--- START ---

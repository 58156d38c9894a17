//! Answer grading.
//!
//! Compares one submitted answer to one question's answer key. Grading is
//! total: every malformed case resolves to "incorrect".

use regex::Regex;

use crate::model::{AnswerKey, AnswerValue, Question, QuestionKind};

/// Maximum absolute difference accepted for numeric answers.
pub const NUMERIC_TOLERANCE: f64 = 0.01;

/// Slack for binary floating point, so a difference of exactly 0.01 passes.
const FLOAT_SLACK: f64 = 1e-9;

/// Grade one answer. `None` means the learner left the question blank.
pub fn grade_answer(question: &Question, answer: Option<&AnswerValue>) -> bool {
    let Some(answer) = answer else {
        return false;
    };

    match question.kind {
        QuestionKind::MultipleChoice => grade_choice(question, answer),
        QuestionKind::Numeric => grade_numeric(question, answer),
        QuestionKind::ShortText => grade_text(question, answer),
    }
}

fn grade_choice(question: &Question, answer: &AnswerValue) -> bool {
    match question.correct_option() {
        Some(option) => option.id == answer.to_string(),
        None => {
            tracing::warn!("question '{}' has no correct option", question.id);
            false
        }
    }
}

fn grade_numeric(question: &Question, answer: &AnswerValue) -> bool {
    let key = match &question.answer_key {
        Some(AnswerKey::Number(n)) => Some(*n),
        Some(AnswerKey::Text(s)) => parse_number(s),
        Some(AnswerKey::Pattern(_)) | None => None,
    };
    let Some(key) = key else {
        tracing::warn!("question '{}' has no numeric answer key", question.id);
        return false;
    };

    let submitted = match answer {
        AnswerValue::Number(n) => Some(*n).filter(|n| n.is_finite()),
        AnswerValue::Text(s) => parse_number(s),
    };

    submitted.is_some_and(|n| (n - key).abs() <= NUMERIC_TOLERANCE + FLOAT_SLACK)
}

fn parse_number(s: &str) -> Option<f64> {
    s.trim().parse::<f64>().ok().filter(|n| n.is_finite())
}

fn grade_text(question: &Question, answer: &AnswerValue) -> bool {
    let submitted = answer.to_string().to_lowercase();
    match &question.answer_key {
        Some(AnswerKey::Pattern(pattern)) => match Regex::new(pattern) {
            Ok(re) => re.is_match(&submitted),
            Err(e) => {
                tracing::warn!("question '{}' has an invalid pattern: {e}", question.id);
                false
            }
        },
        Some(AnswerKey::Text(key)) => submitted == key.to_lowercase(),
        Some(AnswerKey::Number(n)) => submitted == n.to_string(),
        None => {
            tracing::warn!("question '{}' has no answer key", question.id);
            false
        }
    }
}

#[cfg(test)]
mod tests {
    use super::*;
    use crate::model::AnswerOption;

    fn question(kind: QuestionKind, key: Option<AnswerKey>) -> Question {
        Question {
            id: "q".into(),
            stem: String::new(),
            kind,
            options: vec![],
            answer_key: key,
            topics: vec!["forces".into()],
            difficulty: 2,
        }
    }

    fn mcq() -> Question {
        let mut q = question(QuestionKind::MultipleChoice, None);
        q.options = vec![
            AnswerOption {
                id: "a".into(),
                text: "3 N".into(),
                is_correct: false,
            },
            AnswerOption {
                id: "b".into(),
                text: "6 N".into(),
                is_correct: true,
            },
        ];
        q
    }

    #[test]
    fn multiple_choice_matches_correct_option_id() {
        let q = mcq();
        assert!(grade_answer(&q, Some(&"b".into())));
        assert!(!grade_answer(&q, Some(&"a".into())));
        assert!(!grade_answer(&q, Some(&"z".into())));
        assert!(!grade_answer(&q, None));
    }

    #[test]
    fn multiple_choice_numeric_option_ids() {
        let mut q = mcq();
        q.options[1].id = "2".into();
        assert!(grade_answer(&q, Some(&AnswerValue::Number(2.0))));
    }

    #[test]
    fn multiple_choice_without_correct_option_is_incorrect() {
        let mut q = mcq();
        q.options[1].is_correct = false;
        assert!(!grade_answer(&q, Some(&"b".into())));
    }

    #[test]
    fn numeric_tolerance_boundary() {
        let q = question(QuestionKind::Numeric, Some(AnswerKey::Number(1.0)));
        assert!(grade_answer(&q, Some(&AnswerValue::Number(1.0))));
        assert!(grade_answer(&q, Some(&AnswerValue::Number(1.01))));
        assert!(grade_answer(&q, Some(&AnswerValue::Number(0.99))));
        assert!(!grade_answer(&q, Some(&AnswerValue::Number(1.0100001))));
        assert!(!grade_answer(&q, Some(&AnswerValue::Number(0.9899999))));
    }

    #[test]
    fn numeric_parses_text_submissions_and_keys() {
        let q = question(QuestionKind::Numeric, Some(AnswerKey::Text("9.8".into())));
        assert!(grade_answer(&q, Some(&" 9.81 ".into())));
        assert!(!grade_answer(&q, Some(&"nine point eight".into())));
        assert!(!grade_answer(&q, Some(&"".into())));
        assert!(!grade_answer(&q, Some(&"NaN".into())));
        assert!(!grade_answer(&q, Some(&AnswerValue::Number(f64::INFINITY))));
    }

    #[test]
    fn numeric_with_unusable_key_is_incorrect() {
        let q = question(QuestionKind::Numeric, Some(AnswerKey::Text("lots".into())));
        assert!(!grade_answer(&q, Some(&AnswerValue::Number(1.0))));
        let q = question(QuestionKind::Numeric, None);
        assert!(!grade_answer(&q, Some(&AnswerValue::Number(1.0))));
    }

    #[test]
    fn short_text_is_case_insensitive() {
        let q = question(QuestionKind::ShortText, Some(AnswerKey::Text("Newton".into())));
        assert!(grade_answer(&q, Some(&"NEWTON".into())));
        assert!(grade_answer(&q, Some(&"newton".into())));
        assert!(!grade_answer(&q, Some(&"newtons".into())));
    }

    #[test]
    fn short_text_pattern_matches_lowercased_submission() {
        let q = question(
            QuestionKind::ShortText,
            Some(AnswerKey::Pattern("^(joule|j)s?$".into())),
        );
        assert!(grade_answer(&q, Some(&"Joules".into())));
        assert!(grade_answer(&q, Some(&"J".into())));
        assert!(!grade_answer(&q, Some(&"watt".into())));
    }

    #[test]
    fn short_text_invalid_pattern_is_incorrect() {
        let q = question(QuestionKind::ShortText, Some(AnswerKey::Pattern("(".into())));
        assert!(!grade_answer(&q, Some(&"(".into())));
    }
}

--- END ---

In the lines above, find the word "const" and copy every line it occurs in.

Answer to this exercise
pub const NUMERIC_TOLERANCE: f64 = 0.01;
const FLOAT_SLACK: f64 = 1e-9;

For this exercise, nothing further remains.